I know that there alredy exists numerous proof on this issue, for example https://math.stackexchange.com/a/1427790/579544, I have tried to prove the Riemann-integrability of Thomae function $f:[0,1]\to\mathbb{R}$,
$$f(x)=\begin{cases} 0 \text{ ; when } x \text{ is irrational} \\\frac 1 q \text{ ; for } x=\frac p q \text{ irreducible fraction}.\end{cases}$$ by means of a finite open cover of $[0,1]$.

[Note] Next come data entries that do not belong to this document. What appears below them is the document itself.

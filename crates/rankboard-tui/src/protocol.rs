// Messages exchanged between the app task and the TUI task.
//
// The app task owns the data source and pushes `UiUpdate`s; the TUI owns the
// terminal and sends `UserCommand`s back. Both directions use tokio mpsc.

use chrono::{DateTime, Local};
use rankboard_core::pipeline::Overview;
use rankboard_core::stats::PlayerReport;

/// Which screen is showing.
#[derive(Debug, Clone, Copy, PartialEq, Eq, Hash)]
pub enum TabId {
    Overview,
    Player,
}

/// Load state of one screen, as shown in the status bar.
#[derive(Debug, Clone, PartialEq, Eq)]
pub enum LoadState {
    Idle,
    Loading,
    Loaded,
    /// The sheet was fetched but had no recognizable header.
    NoData,
    /// The requested player is not in the registry.
    NotFound,
    Failed(String),
}

/// App -> TUI.
#[derive(Debug, Clone)]
pub enum UiUpdate {
    Loading(TabId),
    OverviewLoaded {
        overview: Box<Overview>,
        refreshed_at: DateTime<Local>,
    },
    PlayerLoaded {
        name: String,
        report: Box<PlayerReport>,
        refreshed_at: DateTime<Local>,
    },
    NoData(TabId),
    PlayerNotFound(String),
    FetchFailed {
        tab: TabId,
        message: String,
    },
}

/// TUI -> App.
#[derive(Debug, Clone, PartialEq, Eq)]
pub enum UserCommand {
    ShowOverview,
    ShowPlayer(String),
    /// Re-run the load of whatever view was last requested.
    Refresh,
    Quit,
}
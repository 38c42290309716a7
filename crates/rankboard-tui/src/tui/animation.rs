// Count-up animation for headline numbers.
//
// Purely presentational: the value counts linearly from zero to the target
// over a fixed duration, then holds. The computed stats are never touched.

use std::time::{Duration, Instant};

#[derive(Debug, Clone, Copy, PartialEq)]
pub struct CountUp {
    target: f64,
    duration: Duration,
    started: Instant,
}

impl CountUp {
    pub fn new(target: f64, duration: Duration, started: Instant) -> Self {
        CountUp {
            target,
            duration,
            started,
        }
    }

    /// Fraction of the animation elapsed at `now`, clamped to `[0, 1]`.
    pub fn progress_at(&self, now: Instant) -> f64 {
        if self.duration.is_zero() {
            return 1.0;
        }
        let elapsed = now.saturating_duration_since(self.started);
        (elapsed.as_secs_f64() / self.duration.as_secs_f64()).min(1.0)
    }

    pub fn value_at(&self, now: Instant) -> f64 {
        self.progress_at(now) * self.target
    }

    /// Displayed text at `now`, always two decimals.
    pub fn display_at(&self, now: Instant) -> String {
        format!("{:.2}", self.value_at(now))
    }

    pub fn is_finished_at(&self, now: Instant) -> bool {
        self.progress_at(now) >= 1.0
    }
}

// ---------------------------------------------------------------------------
// Tests
// ---------------------------------------------------------------------------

However, I was wondering if the following step is legit:
We know that $f$ is continuous at every irrational point $r\in [0,1]$. So for an arbitrary $\epsilon>0$ we define $U_{\delta_r}(r):=\{x\in[0,1]\mid |x-r|<\delta_r\}$ such that $|f(x)-f(r)|<\epsilon$. As $[0,1]$ is compact every open cover has a finite open cover of $[0,1]$ so I can find fintely-many $U_{\delta_r}(r)$ such that $\bigcup\limits_{i=1}^N U_{\delta_{r_i}}(r_i)\supseteq [0,1]$.

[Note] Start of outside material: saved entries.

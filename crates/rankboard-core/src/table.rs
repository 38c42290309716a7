// Table normalization for loosely structured spreadsheet exports.
//
// Published sheets carry title rows, notes and blank padding around the real
// table, so nothing here assumes a fixed schema. The header row is found by
// content, columns are resolved by header text, and incomplete rows are
// filtered out before any statistics are derived.

use std::collections::HashMap;
use std::ops::RangeBounds;

// ---------------------------------------------------------------------------
// Public types
// ---------------------------------------------------------------------------

/// One spreadsheet row. Rows may differ in length.
pub type RawRow = Vec<String>;

/// A full sheet as fetched from the data source.
pub type Grid = Vec<RawRow>;

/// Location of the marker cell that identified the header row.
#[derive(Debug, Clone, Copy, PartialEq, Eq)]
pub struct HeaderPosition {
    pub row: usize,
    pub column: usize,
}

/// A non-empty header cell together with the column it actually sits in.
#[derive(Debug, Clone, PartialEq, Eq)]
pub struct LabeledColumn {
    pub column: usize,
    pub label: String,
}

// ---------------------------------------------------------------------------
// Cell access
// ---------------------------------------------------------------------------

/// Read a cell, treating anything past the end of the row as empty.
pub fn cell(row: &[String], index: usize) -> &str {
    row.get(index).map(String::as_str).unwrap_or("")
}

/// Read an optional column. A column that was never resolved reads as empty.
pub fn cell_at(row: &[String], index: Option<usize>) -> &str {
    index.map_or("", |i| cell(row, i))
}

fn is_blank(text: &str) -> bool {
    text.trim().is_empty()
}

// ---------------------------------------------------------------------------
// Header detection
// ---------------------------------------------------------------------------

/// Find the first row holding a cell equal (after trimming) to `marker`.
///
/// Returns `None` when no row in the grid has the marker; callers treat that
/// as "no data" rather than an error.
pub fn locate_header_row(rows: &[RawRow], marker: &str) -> Option<HeaderPosition> {
    rows.iter().enumerate().find_map(|(row, cells)| {
        cells
            .iter()
            .position(|c| c.trim() == marker)
            .map(|column| HeaderPosition { row, column })
    })
}

/// Find the first row that contains every one of `markers` as a trimmed cell.
pub fn locate_header_row_with_all(rows: &[RawRow], markers: &[&str]) -> Option<usize> {
    rows.iter().position(|cells| {
        markers
            .iter()
            .all(|marker| cells.iter().any(|c| c.trim() == *marker))
    })
}

/// Resolve each requested name to the index of its first matching header
/// cell. Missing names map to `None`; the lookup itself never fails.
pub fn resolve_columns(header: &[String], names: &[&str]) -> HashMap<String, Option<usize>> {
    names
        .iter()
        .map(|name| (name.to_string(), resolve_any(header, &[*name])))
        .collect()
}

/// Index of the first header cell matching any of the alternative names.
pub fn resolve_any(header: &[String], alternatives: &[&str]) -> Option<usize> {
    header
        .iter()
        .position(|c| alternatives.contains(&c.trim()))
}

// ---------------------------------------------------------------------------
// Row filtering and labels
// ---------------------------------------------------------------------------

/// Keep rows that have a key cell and at least one value inside
/// `value_columns`. Source order is preserved.
pub fn filter_data_rows<R>(rows: &[RawRow], key_column: usize, value_columns: R) -> Vec<RawRow>
where
    R: RangeBounds<usize>,
{
    rows.iter()
        .filter(|row| {
            let has_key = !is_blank(cell(row, key_column));
            let has_value = row
                .iter()
                .enumerate()
                .any(|(i, c)| value_columns.contains(&i) && !is_blank(c));
            has_key && has_value
        })
        .cloned()
        .collect()
}

/// Non-empty header cells from `from` onward, with their real column index.
pub fn extract_active_columns(header: &[String], from: usize) -> Vec<LabeledColumn> {
    header
        .iter()
        .enumerate()
        .skip(from)
        .filter(|(_, c)| !is_blank(c))
        .map(|(column, c)| LabeledColumn {
            column,
            label: c.trim().to_string(),
        })
        .collect()
}

/// Non-empty header cells from `from` onward, in order.
pub fn extract_active_labels(header: &[String], from: usize) -> Vec<String> {
    extract_active_columns(header, from)
        .into_iter()
        .map(|c| c.label)
        .collect()
}

// ---------------------------------------------------------------------------
// Numeric parsing
// ---------------------------------------------------------------------------

/// Parse the leading integer of `text`: optional sign then digits, with any
/// trailing text ignored. Returns `None` when no digits lead the text.
fn parse_leading_int(text: &str) -> Option<i64> {
    let text = text.trim();
    let (negative, digits) = match text.as_bytes().first() {
        Some(b'-') => (true, &text[1..]),
        Some(b'+') => (false, &text[1..]),
        _ => (false, text),
    };
    let end = digits
        .bytes()
        .position(|b| !b.is_ascii_digit())
        .unwrap_or(digits.len());
    if end == 0 {
        return None;
    }
    let value: i64 = digits[..end].parse().ok()?;
    Some(if negative { -value } else { value })
}

/// Parse a score cell such as `"2,450"`. Thousands separators are stripped
/// first. Empty or unparseable cells yield `None`, never zero, so a missing
/// data point stays distinguishable from a real zero.
pub fn parse_score(text: &str) -> Option<i64> {
    let stripped: String = text.chars().filter(|c| *c != ',').collect();
    parse_leading_int(&stripped)
}

/// Parse a counter cell (eliminations, deaths). Counters feed sums, so an
/// empty, malformed or negative cell counts as zero. A negative tally is
/// treated as a typo rather than subtracted from the totals.
pub fn parse_count(text: &str) -> u32 {
    parse_leading_int(text)
        .and_then(|v| u32::try_from(v).ok())
        .unwrap_or(0)
}

// ---------------------------------------------------------------------------
// Tests
// ---------------------------------------------------------------------------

If it is not allowed, is it possible to show the Riemann integrability in a different way as in the link above without the notion of measure?
EDIT:
I think my proposed idea is wrong and not very helpful, because $[0,1]$ is not a subset of $\bigcup\limits_{i=1}^N U_{\delta_{r_i}}(r_i)$. If I simply set $\epsilon:=\frac{1}{4}$ then we see that the point $\frac{1}{2}$ will never be an element of $\bigcup\limits_{i=1}^N U_{\delta_{r_i}}(r_i)$. So, if I am not able to make the $\epsilon$ small enough then this approach doesn't seem very promising at all when it comes to Upper/Lower-Riemann/Darboux-sums.